Me he encontrado de repente con tres días de vacaciones. Ayer, hoy y mañana. Lo que tiene mi trabajo es que no puedo prever nunca el tiempo libre ni los horarios con más de tres días de antelación. Eso de momento no me pesa demasiado, pero me hace evidente que no puedo estar más abajo en la escala laboral. Después de las fiestas tendré que ponerme en campaña para que mejore un tanto mi situación.
No obstante, ya que tenía tres días por delante, empecé por esmaltarme las uñas de granate por primera vez en mucho tiempo y por guardar mi máscara de obrera en el armario.
Ya se que para mi marido la imagen de una pertinaz trabajadora soviética no tiene porque no ser atractiva, es más, si la trabajadora se esfuerza puede llegar a ser incluso muy erótica, pero para celebrar el nuevo año prefería presentarme ante su mirada con una imagen un tanto más sofisticada.

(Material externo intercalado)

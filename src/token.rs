//! The random token value type and its validating factories.

use std::fmt;
use std::str::FromStr;

use rand::Rng;
use rand::distributions::Alphanumeric;
use rand::rngs::OsRng;
use zeroize::Zeroize;

use crate::checksum::calculate_checksum;
use crate::error::{Result, TokenError};
use crate::parse::split_token;

/// Random length used by [`RandomToken::generate`].
pub const DEFAULT_RANDOM_LENGTH: usize = 30;
/// Minimum length of the random segment.
pub const MIN_RANDOM_LENGTH: usize = 30;
/// Maximum length of the random segment.
pub const MAX_RANDOM_LENGTH: usize = 242;
/// Minimum length of the prefix.
pub const MIN_PREFIX_LENGTH: usize = 1;
/// Maximum length of the prefix.
pub const MAX_PREFIX_LENGTH: usize = 6;
/// Exact length of the checksum segment.
pub const CHECKSUM_LENGTH: usize = 6;
/// Minimum rendered token length (prefix + separator + random + checksum).
pub const MIN_TOKEN_LENGTH: usize = MIN_PREFIX_LENGTH + 1 + MIN_RANDOM_LENGTH + CHECKSUM_LENGTH;
/// Maximum rendered token length.
pub const MAX_TOKEN_LENGTH: usize = MAX_PREFIX_LENGTH + 1 + MAX_RANDOM_LENGTH + CHECKSUM_LENGTH;

/// A validated token of the form `{prefix}_{random}{checksum}`.
///
/// The prefix names the issuing namespace and is stored in plaintext. The
/// random segment is the secret payload. The checksum is a deterministic
/// function of the random segment, embedded so corrupted or mistyped tokens
/// can be rejected before any storage lookup.
///
/// Instances are immutable and only constructed through [`generate`],
/// [`from_string`] or [`from_trusted_random`], each of which establishes the
/// format invariants up front. The random segment is zeroized when the token
/// is dropped.
///
/// [`generate`]: RandomToken::generate
/// [`from_string`]: RandomToken::from_string
/// [`from_trusted_random`]: RandomToken::from_trusted_random
#[derive(Debug, Clone, PartialEq, Eq)]
pub struct RandomToken {
    prefix: String,
    random: String,
    checksum: String,
}

impl RandomToken {
    /// Generate a new token with the default random length of 30.
    ///
    /// See [`RandomToken::generate_with_length`].
    pub fn generate(prefix: impl Into<String>) -> Result<Self> {
        Self::generate_with_length(prefix, DEFAULT_RANDOM_LENGTH)
    }

    /// Generate a new token with a given prefix and random length.
    ///
    /// Draws `length` characters uniformly from the 62-symbol alphanumeric
    /// alphabet using the operating system's secure random source.
    ///
    /// # Errors
    /// * [`TokenError::InvalidPrefix`] if the prefix is empty, longer than
    ///   six characters, or not alphanumeric
    /// * [`TokenError::InvalidLength`] if `length` is outside 30..=242
    pub fn generate_with_length(prefix: impl Into<String>, length: usize) -> Result<Self> {
        let prefix = prefix.into();
        validate_prefix(&prefix)?;
        if !(MIN_RANDOM_LENGTH..=MAX_RANDOM_LENGTH).contains(&length) {
            return Err(TokenError::InvalidLength);
        }

        let random: String = OsRng
            .sample_iter(&Alphanumeric)
            .take(length)
            .map(char::from)
            .collect();
        let checksum = calculate_checksum(&random);

        Ok(Self {
            prefix,
            random,
            checksum,
        })
    }

    /// Parse and validate a token from an untrusted string.
    ///
    /// The input must match the anchored structure (total length 38..=255,
    /// alphanumeric segments, a single `_` after the prefix) and carry a
    /// checksum that matches the one recomputed from the random segment.
    ///
    /// # Errors
    /// * [`TokenError::InvalidFormat`] if the structure does not match
    /// * [`TokenError::InvalidChecksum`] if the structure matches but the
    ///   embedded checksum is wrong
    pub fn from_string(input: &str) -> Result<Self> {
        let raw = split_token(input)?;

        let checksum = calculate_checksum(raw.random);
        if checksum != raw.checksum {
            return Err(TokenError::InvalidChecksum);
        }

        Ok(Self {
            prefix: raw.prefix.to_owned(),
            random: raw.random.to_owned(),
            checksum,
        })
    }

    /// Reconstruct a token from a random segment that is already trusted,
    /// e.g. one recovered from secure storage.
    ///
    /// Only the prefix is validated; the caller asserts the random segment
    /// was produced by a trusted generator, so no length or charset check is
    /// performed on it. The checksum is recomputed, never taken on trust.
    ///
    /// # Errors
    /// * [`TokenError::InvalidPrefix`] if the prefix is invalid
    pub fn from_trusted_random(prefix: impl Into<String>, random: impl Into<String>) -> Result<Self> {
        let prefix = prefix.into();
        validate_prefix(&prefix)?;

        let random = random.into();
        let checksum = calculate_checksum(&random);

        Ok(Self {
            prefix,
            random,
            checksum,
        })
    }

    /// The plaintext namespace prefix.
    pub fn prefix(&self) -> &str {
        &self.prefix
    }

    /// The secret random payload.
    pub fn random(&self) -> &str {
        &self.random
    }

    /// The embedded checksum.
    pub fn checksum(&self) -> &str {
        &self.checksum
    }
}

impl fmt::Display for RandomToken {
    fn fmt(&self, f: &mut fmt::Formatter<'_>) -> fmt::Result {
        write!(f, "{}_{}{}", self.prefix, self.random, self.checksum)
    }
}

impl FromStr for RandomToken {
    type Err = TokenError;

    fn from_str(s: &str) -> Result<Self> {
        Self::from_string(s)
    }
}

impl Drop for RandomToken {
    fn drop(&mut self) {
        // Clear the secret payload from memory.
        self.random.zeroize();
    }
}

fn validate_prefix(prefix: &str) -> Result<()> {
    let in_bounds = (MIN_PREFIX_LENGTH..=MAX_PREFIX_LENGTH).contains(&prefix.len());
    if in_bounds && prefix.bytes().all(|b| b.is_ascii_alphanumeric()) {
        return Ok(());
    }

    Err(TokenError::InvalidPrefix)
}

#[cfg(test)]
mod tests {
    use super::*;

    #[test]
    fn test_generate_token() {
        let token = RandomToken::generate("test").unwrap();

        assert_eq!(token.prefix(), "test");
        assert_eq!(token.random().len(), DEFAULT_RANDOM_LENGTH);
        assert_eq!(token.checksum().len(), CHECKSUM_LENGTH);
        assert!(token.random().bytes().all(|b| b.is_ascii_alphanumeric()));
    }

    #[test]
    fn test_generate_unique_tokens() {
        let a = RandomToken::generate("test").unwrap();
        let b = RandomToken::generate("test").unwrap();
        assert_ne!(a.random(), b.random());
    }

    #[test]
    fn test_generated_token_parses_back() {
        let token = RandomToken::generate_with_length("api", 64).unwrap();
        let parsed = RandomToken::from_string(&token.to_string()).unwrap();
        assert_eq!(parsed, token);
    }

    #[test]
    fn test_length_bounds() {
        for length in [0, 1, 29, 243, 500] {
            assert_eq!(
                RandomToken::generate_with_length("prefix", length).unwrap_err(),
                TokenError::InvalidLength,
            );
        }
        for length in [30, 242] {
            let token = RandomToken::generate_with_length("prefix", length).unwrap();
            assert_eq!(token.random().len(), length);
        }
    }

    #[test]
    fn test_prefix_bounds() {
        assert_eq!(
            RandomToken::generate("").unwrap_err(),
            TokenError::InvalidPrefix,
        );
        assert_eq!(
            RandomToken::generate("toolong").unwrap_err(),
            TokenError::InvalidPrefix,
        );
        for prefix in ["a", "ab", "abc", "abcd", "abcde", "abcdef"] {
            assert!(RandomToken::generate(prefix).is_ok());
        }
    }

    #[test]
    fn test_prefix_charset() {
        assert_eq!(
            RandomToken::generate("ab_c").unwrap_err(),
            TokenError::InvalidPrefix,
        );
        assert_eq!(
            RandomToken::generate("a-b").unwrap_err(),
            TokenError::InvalidPrefix,
        );
    }

    #[test]
    fn test_from_trusted_random_matches_fixture() {
        let token =
            RandomToken::from_trusted_random("prefix", "ieJCRA8kOyyrzm4hoM2yVbnKDFMzqu").unwrap();

        assert_eq!(
            token.to_string(),
            "prefix_ieJCRA8kOyyrzm4hoM2yVbnKDFMzqu2ZIDR0",
        );
    }

    #[test]
    fn test_from_trusted_random_still_validates_prefix() {
        let result = RandomToken::from_trusted_random("toolong", "ieJCRA8kOyyrzm4hoM2yVbnKDFMzqu");
        assert_eq!(result.unwrap_err(), TokenError::InvalidPrefix);
    }

    #[test]
    fn test_max_length_render_is_255() {
        let token = RandomToken::generate_with_length("a".repeat(6), MAX_RANDOM_LENGTH).unwrap();
        assert_eq!(token.to_string().len(), MAX_TOKEN_LENGTH);
        assert_eq!(token.to_string().len(), 255);
    }

    #[test]
    fn test_from_str_impl() {
        let token: RandomToken = "prefix_ieJCRA8kOyyrzm4hoM2yVbnKDFMzqu2ZIDR0".parse().unwrap();
        assert_eq!(token.prefix(), "prefix");
        assert_eq!(token.checksum(), "2ZIDR0");
    }

    #[test]
    fn test_checksum_mismatch() {
        let result = RandomToken::from_string("prefix_ieJCRA8kOyyrzm4hoM2yVbnKDFMzquABCDEF");
        assert_eq!(result.unwrap_err(), TokenError::InvalidChecksum);
    }

    #[test]
    fn test_structural_failures_never_report_checksum() {
        for input in [
            "toolong_ieJCRA8kOyyrzm4hoM2yVbnKDFMzqu2ZIDR0",
            "toolong_ieJCRA8kOyyrzm4hoM2yVbnKDFMzqu",
            "prefix_notenoughrandomorchecksum",
            "prefixieJCRA8kOyyrzm4hoM2yVbnKDFMzqu2ZIDR0",
            "",
        ] {
            assert_eq!(
                RandomToken::from_string(input).unwrap_err(),
                TokenError::InvalidFormat,
            );
        }
    }
}
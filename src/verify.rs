//! Constant-time comparison against a stored content hash.
//!
//! The typical deployment stores `content_hash()` instead of the plaintext
//! token and compares it against the hash of an incoming token. That value is
//! derived from the secret payload, so the comparison runs in constant time.
//! (The embedded checksum needs no such care: it is public and only detects
//! corruption.)

use data_encoding::HEXLOWER;
use subtle::ConstantTimeEq;

use crate::token::RandomToken;

impl RandomToken {
    /// Compare this token's content hash against a stored raw digest in
    /// constant time.
    pub fn matches_content_hash(&self, stored: &[u8; 32]) -> bool {
        self.content_hash_bytes().ct_eq(stored).into()
    }

    /// Compare this token's content hash against a stored lowercase-hex
    /// digest in constant time.
    ///
    /// Returns `false` if `stored` is not a valid 64-character hex digest.
    pub fn matches_content_hash_hex(&self, stored: &str) -> bool {
        let Ok(decoded) = HEXLOWER.decode(stored.as_bytes()) else {
            return false;
        };
        let Ok(stored) = <[u8; 32]>::try_from(decoded) else {
            return false;
        };

        self.matches_content_hash(&stored)
    }
}
//! CRC32-based checksum over the random payload.
//!
//! The checksum is a short error-detecting code, not an authentication tag:
//! anyone can compute it. Its output is a wire-compatibility contract, so the
//! CRC variant (IEEE reflected, the "crc32b" flavor) and the base62 alphabet
//! (`[0-9][A-Z][a-z]`) are fixed.

use crate::token::CHECKSUM_LENGTH;

/// Calculate the six-character checksum for a random payload.
///
/// The CRC of the payload bytes is base62-encoded and left-padded with `'0'`.
/// Six base62 digits cover the full `u32` range (62^6 > 2^32), so the encoded
/// value never exceeds the checksum width.
pub(crate) fn calculate_checksum(random: &str) -> String {
    let crc = crc32fast::hash(random.as_bytes());
    let encoded = base62::encode(crc);

    format!("{:0>width$}", encoded, width = CHECKSUM_LENGTH)
}
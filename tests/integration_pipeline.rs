// tests/integration_pipeline.rs
//! Both passes end to end against fake compiler tools.
//!
//! Only one test lives here: it writes executable scripts, and spawning them
//! while another test forks can fail with ETXTBSY.
#![cfg(unix)]

use anyhow::Result;
use ctupipe_core::analyzers::Analyzers;
use ctupipe_core::cancel::Interrupt;
use ctupipe_core::cli::dispatch::run_pipeline;
use ctupipe_core::config::Config;
use ctupipe_core::ctu::{ast_path, read_global_map, FUNC_MAP_FILE, TEMP_FNMAP_FOLDER};
use ctupipe_core::exit::CtupipeExit;
use ctupipe_core::metadata::{RunMetadata, METADATA_FILE};
use ctupipe_core::pre_analysis::PreAnalysisState;
use ctupipe_core::skiplist::NoSkip;
use ctupipe_core::types::{AnalyzerType, CompilationAction, SchedulerState};
use std::fs;
use std::os::unix::fs::PermissionsExt;
use std::path::{Path, PathBuf};
use tempfile::TempDir;

const FAKE_CLANG: &str = r#"#!/bin/sh
case "$1" in
  --version) echo "fake clang version 1.0"; exit 0 ;;
  -print-resource-dir) echo /fake/resource; exit 0 ;;
esac
mode=analyze
out=""
prev=""
src=""
for arg in "$@"; do
  case "$arg" in
    "-###") mode=driver ;;
    -emit-ast) mode=ast ;;
    -analyzer-checker=statisticsCollector*) mode=stats ;;
  esac
  if [ "$prev" = "-o" ]; then out="$arg"; fi
  prev="$arg"
  src="$arg"
done
case "$mode" in
  driver)
    echo ' "/usr/bin/clang" "-cc1" "-triple" "x86_64-unknown-linux-gnu" "-emit-obj"' >&2
    ;;
  ast)
    case "$src" in *broken*) echo "$src:1:1: error: expected ';'" >&2; exit 1 ;; esac
    mkdir -p "$(dirname "$out")"
    echo ast > "$out"
    ;;
  stats)
    echo "$src:3:5: warning: Special Return Value: $src:3:5,parse_int,1" >&2
    ;;
  analyze)
    case "$src" in *broken*) echo "$src:1:1: error: expected ';'" >&2; exit 1 ;; esac
    echo '<plist/>' > "$out"
    ;;
esac
exit 0
"#;

const FAKE_FUNC_MAP: &str = r#"#!/bin/sh
name=$(basename "$1" .c)
echo "c:@F@${name}_only $1"
echo "c:@F@shared $1"
"#;

fn write_script(path: &Path, body: &str) -> Result<()> {
    fs::write(path, body)?;
    fs::set_permissions(path, fs::Permissions::from_mode(0o755))?;
    Ok(())
}

#[test]
fn ctu_and_statistics_pipeline() -> Result<()> {
    let dir = TempDir::new()?;
    let bin = dir.path().join("bin");
    let src = dir.path().join("src");
    fs::create_dir_all(&bin)?;
    fs::create_dir_all(&src)?;
    let clang = bin.join("clang");
    let func_map = bin.join("clang-extdef-mapping");
    write_script(&clang, FAKE_CLANG)?;
    write_script(&func_map, FAKE_FUNC_MAP)?;

    let actions: Vec<CompilationAction> = ["a.c", "b.c", "broken.c"]
        .iter()
        .map(|name| {
            let path = src.join(name);
            fs::write(&path, "int parse_int(const char *);\n")?;
            Ok(CompilationAction::new(path, &src, AnalyzerType::ClangSa))
        })
        .collect::<Result<_>>()?;

    let mut config = Config::new(dir.path().join("out"));
    config.analysis.jobs = 2;
    config.ctu.enabled = true;
    config.statistics.enabled = true;
    config.statistics.min_sample_count = 1;
    config.tools.clang = clang.to_string_lossy().into_owned();
    config.tools.func_map_cmd = func_map.to_string_lossy().into_owned();
    let analyzers = Analyzers::from_config(&config);

    let run = run_pipeline(&config, &analyzers, &NoSkip, &Interrupt::new(), &actions)?;

    // Pre-analysis
    let pre = run.pre_analysis.as_ref().ok_or_else(|| anyhow::anyhow!("no pre-analysis"))?;
    assert_eq!(pre.state, PreAnalysisState::Done);
    assert_eq!(pre.ctu_prepared, 2);
    assert_eq!(pre.ctu_failed, 1);
    assert_eq!(pre.stats_collected, 3);

    let arch_dir = config.ctu_dir().join("x86_64");
    assert!(!arch_dir.join(TEMP_FNMAP_FOLDER).exists());
    let map = read_global_map(&arch_dir.join(FUNC_MAP_FILE))?;
    assert!(!map.contains_key("c:@F@shared"), "ambiguous definition must be dropped");
    assert_eq!(map.len(), 2);
    for name in ["a", "b"] {
        let source = src.join(format!("{name}.c"));
        let ast = ast_path(&config.ctu_dir(), "x86_64", &source);
        assert!(ast.exists(), "{} missing", ast.display());
        let entry = &map[&format!("c:@F@{name}_only")];
        assert!(ast.ends_with(entry), "{entry} should name {}", ast.display());
    }
    let special = fs::read_to_string(config.stats_dir().join("SpecialReturn.yaml"))?;
    assert!(special.contains("{name: parse_int, relation: EQ, value: 0}"));

    // Analysis
    let summary = run.summary.as_ref().ok_or_else(|| anyhow::anyhow!("no summary"))?;
    assert_eq!(summary.state, SchedulerState::Done);
    assert_eq!(summary.successful, 2);
    assert_eq!(summary.failed, 1);
    assert_eq!(run.exit_code(), CtupipeExit::AnalysisFailed);

    let archives: Vec<PathBuf> = fs::read_dir(config.output_dir.join("failed"))?
        .filter_map(|e| e.ok().map(|e| e.path()))
        .collect();
    assert_eq!(archives.len(), 1);
    let name = archives[0].file_name().map(|n| n.to_string_lossy().into_owned()).unwrap_or_default();
    assert!(name.starts_with("broken.c_clangsa_"));
    assert!(name.ends_with("_ctu_compile_error.json"));
    let archive: serde_json::Value = serde_json::from_str(&fs::read_to_string(&archives[0])?)?;
    assert_eq!(archive["toolchain"], "/fake/resource");
    let argv: Vec<String> = serde_json::from_value(archive["analyzer_command"].clone())?;
    assert!(argv.iter().any(|a| a.starts_with("ctu-dir=") && a.ends_with("x86_64")));
    assert!(argv.iter().any(|a| a.starts_with("api-metadata-path=")));

    // Metadata
    let metadata = RunMetadata::load(&config.output_dir.join(METADATA_FILE))?;
    assert_eq!(metadata.analyzers["clangsa"].version, "fake clang version 1.0");
    assert_eq!(metadata.analyzers["clangsa"].statistics.successful, 2);
    assert_eq!(metadata.result_source_files.len(), 2);
    assert!(metadata.timestamps.end >= metadata.timestamps.begin);
    Ok(())
}
pub mod analysis;
pub mod analyzers;
pub mod cancel;
pub mod cli;
pub mod config;
pub mod ctu;
pub mod error;
pub mod exit;
pub mod logging;
pub mod metadata;
pub mod pool;
pub mod pre_analysis;
pub mod process;
pub mod progress;
pub mod skiplist;
pub mod stats;
pub mod types;
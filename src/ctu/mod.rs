//! Cross translation unit support: per-TU preprocessing and function-map merging.
//!
//! Layout under the CTU root, one subtree per target architecture:
//!
//! ```text
//! <ctu_dir>/<arch>/ast/<source path>.ast
//! <ctu_dir>/<arch>/tmpExternalFnMaps/<one fragment per worker invocation>
//! <ctu_dir>/<arch>/externalDefMap.txt
//! ```

pub mod merge;
pub mod preprocess;
pub mod triple_arch;

pub use merge::{merge_ctu_maps, merge_fragments, read_global_map, GlobalFunctionMap, MergeReport};
pub use preprocess::{CtuPrepOutcome, CtuPreprocessor, PrepStage};
pub use triple_arch::{get_triple_arch, parse_triple_arch};

use std::path::{Path, PathBuf};

/// Scratch folder holding per-worker function-map fragments.
pub const TEMP_FNMAP_FOLDER: &str = "tmpExternalFnMaps";

/// Merged mangled-name to AST map, one per architecture.
pub const FUNC_MAP_FILE: &str = "externalDefMap.txt";

/// Directory of AST dumps inside an architecture folder.
pub const AST_DIR: &str = "ast";

/// Rewrites a source path into the map's AST convention: drive letter and one
/// leading separator removed, placed under `ast/`, `.ast` appended.
#[must_use]
pub fn ast_relative_path(source: &str) -> String {
    let no_drive = strip_drive(source);
    let relative = no_drive
        .strip_prefix('/')
        .or_else(|| no_drive.strip_prefix('\\'))
        .unwrap_or(no_drive);
    format!("{AST_DIR}/{relative}.ast")
}

/// Absolute location of the AST dump for `source`.
#[must_use]
pub fn ast_path(ctu_dir: &Path, arch: &str, source: &Path) -> PathBuf {
    ctu_dir
        .join(arch)
        .join(ast_relative_path(&source.to_string_lossy()))
}

/// Recovers the source path an AST dump was generated from.
#[must_use]
pub fn source_of_ast(ast: &Path) -> Option<PathBuf> {
    let text = ast.to_string_lossy().replace('\\', "/");
    let marker = format!("/{AST_DIR}/");
    let relative = match text.find(&marker) {
        Some(idx) => &text[idx + marker.len()..],
        None => text.strip_prefix(&marker[1..])?,
    };
    let relative = relative.strip_suffix(".ast")?;
    Some(PathBuf::from(format!("/{relative}")))
}

fn strip_drive(path: &str) -> &str {
    let bytes = path.as_bytes();
    if bytes.len() >= 2 && bytes[1] == b':' && bytes[0].is_ascii_alphabetic() {
        &path[2..]
    } else {
        path
    }
}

Él me había comentado de las bonitas tiendas de ropa interior que había visto por el centro, y hacia allí nos fuimos. Entré sola al paraíso de La Senza; a simple vista me hubiese quedado con casi todos los conjuntos, luego en el probador unos van y otros no van tanto, por suerte. Igual salí cargada de bolsas y con la codicia de no haberme llevado más.
Acabo de ver en Youtube una felicitación navideña de La Senza en forma de sensual video que recomiendo. Yo pensé que la marca era italiana, pero resultó ser una compañia canadiense con presencia en medio mundo, incluída España.
Me acuerdo que la primera tienda que vi de una cadena de corsetería fue en Copenhague hará casi treinta años atrás. Se me abrieron los ojos como platos al contemplar la cantidad de modelos de ropa interior que allí se ofrecía, su asequible precio y el espectáculo de diseño, tejido y color que colgaba de las perchas, o así me pareció a mí, viniendo de un lugar que si no era en unos grandes almacenes para comprarte un sujetador tenías que empujar la puerta de cristal de un pequeño comercio y enfrentarte a la dependienta que te preguntaba por lo que estabas buscando para irte sacando de a poco y de una en una las piezas de las cajas como si de un tesoro escondido se tratara. En una película bien ambientada esta podría llegar a ser una escena del todo sugerente, pero nunca encontré en ese entonces a la posible coprotagonista del film tras el mostrador.
No solo a mi me atraía la corsetería extranjera en ese entonces.
A pedido del Movimiento en el que participé pasé un año en Francia junto a otras dos chicas también militantes abriendo camino a las enseñanzas de Nilo; una de ellas se llamaba Daniela.
Me recuerdo ahora en Lyon, metida en un negocio del gremio, no demasiado grande por cierto, pero sí muy exclusivo, a donde había entrado con Daniela a fin de que ella se probara un bikini que había visto en el escaparate y del que se había quedado prendada. Lo malo fue que el bikini se amoldó a la perfección a su cuerpo y que era extremadamente caro. Estuvimos bastante rato en el vestuario mientras ella hacía sus cálculos matemáticos. Resolvió que sí, que iba a darse ese capricho y salimos las dos tan contentas del negocio con el bikini de leopardo en la bolsa.
En esa misma tienda ella se enamoró de otras muchas prendas, y se prometió, cual Scarlett O'Hara en Lo que el viento se llevo, que un día, no demasiado lejano, volvería a ese lugar para comprar con el fruto de su trabajo todos los corsés que se le antojaran. Cumplió, y cuando ya hacía un año que habíamos dejado la misión, regresó con su dinero, visitó a un amigo, muy amigo, que allí le había quedado y corrió a la corsetería a surtirse de lujosa ropa interior.
Pobre lo que le pasó, todavía debe de sentirse frustrada al recordarlo. Estaba en el andén de la estación despidiéndose de su amigo y a punto de tomar el tren de regreso a Barcelona cuando se dio cuenta de que la maleta, que había dejado por un momento en el suelo, y que contenía su preciada adquisición, ya no estaba a su lado. Adiós encajes, adiós puntillas, adiós sueño cumplido. A saber si el ladrón supo apreciar el valor de tan vaporoso botín.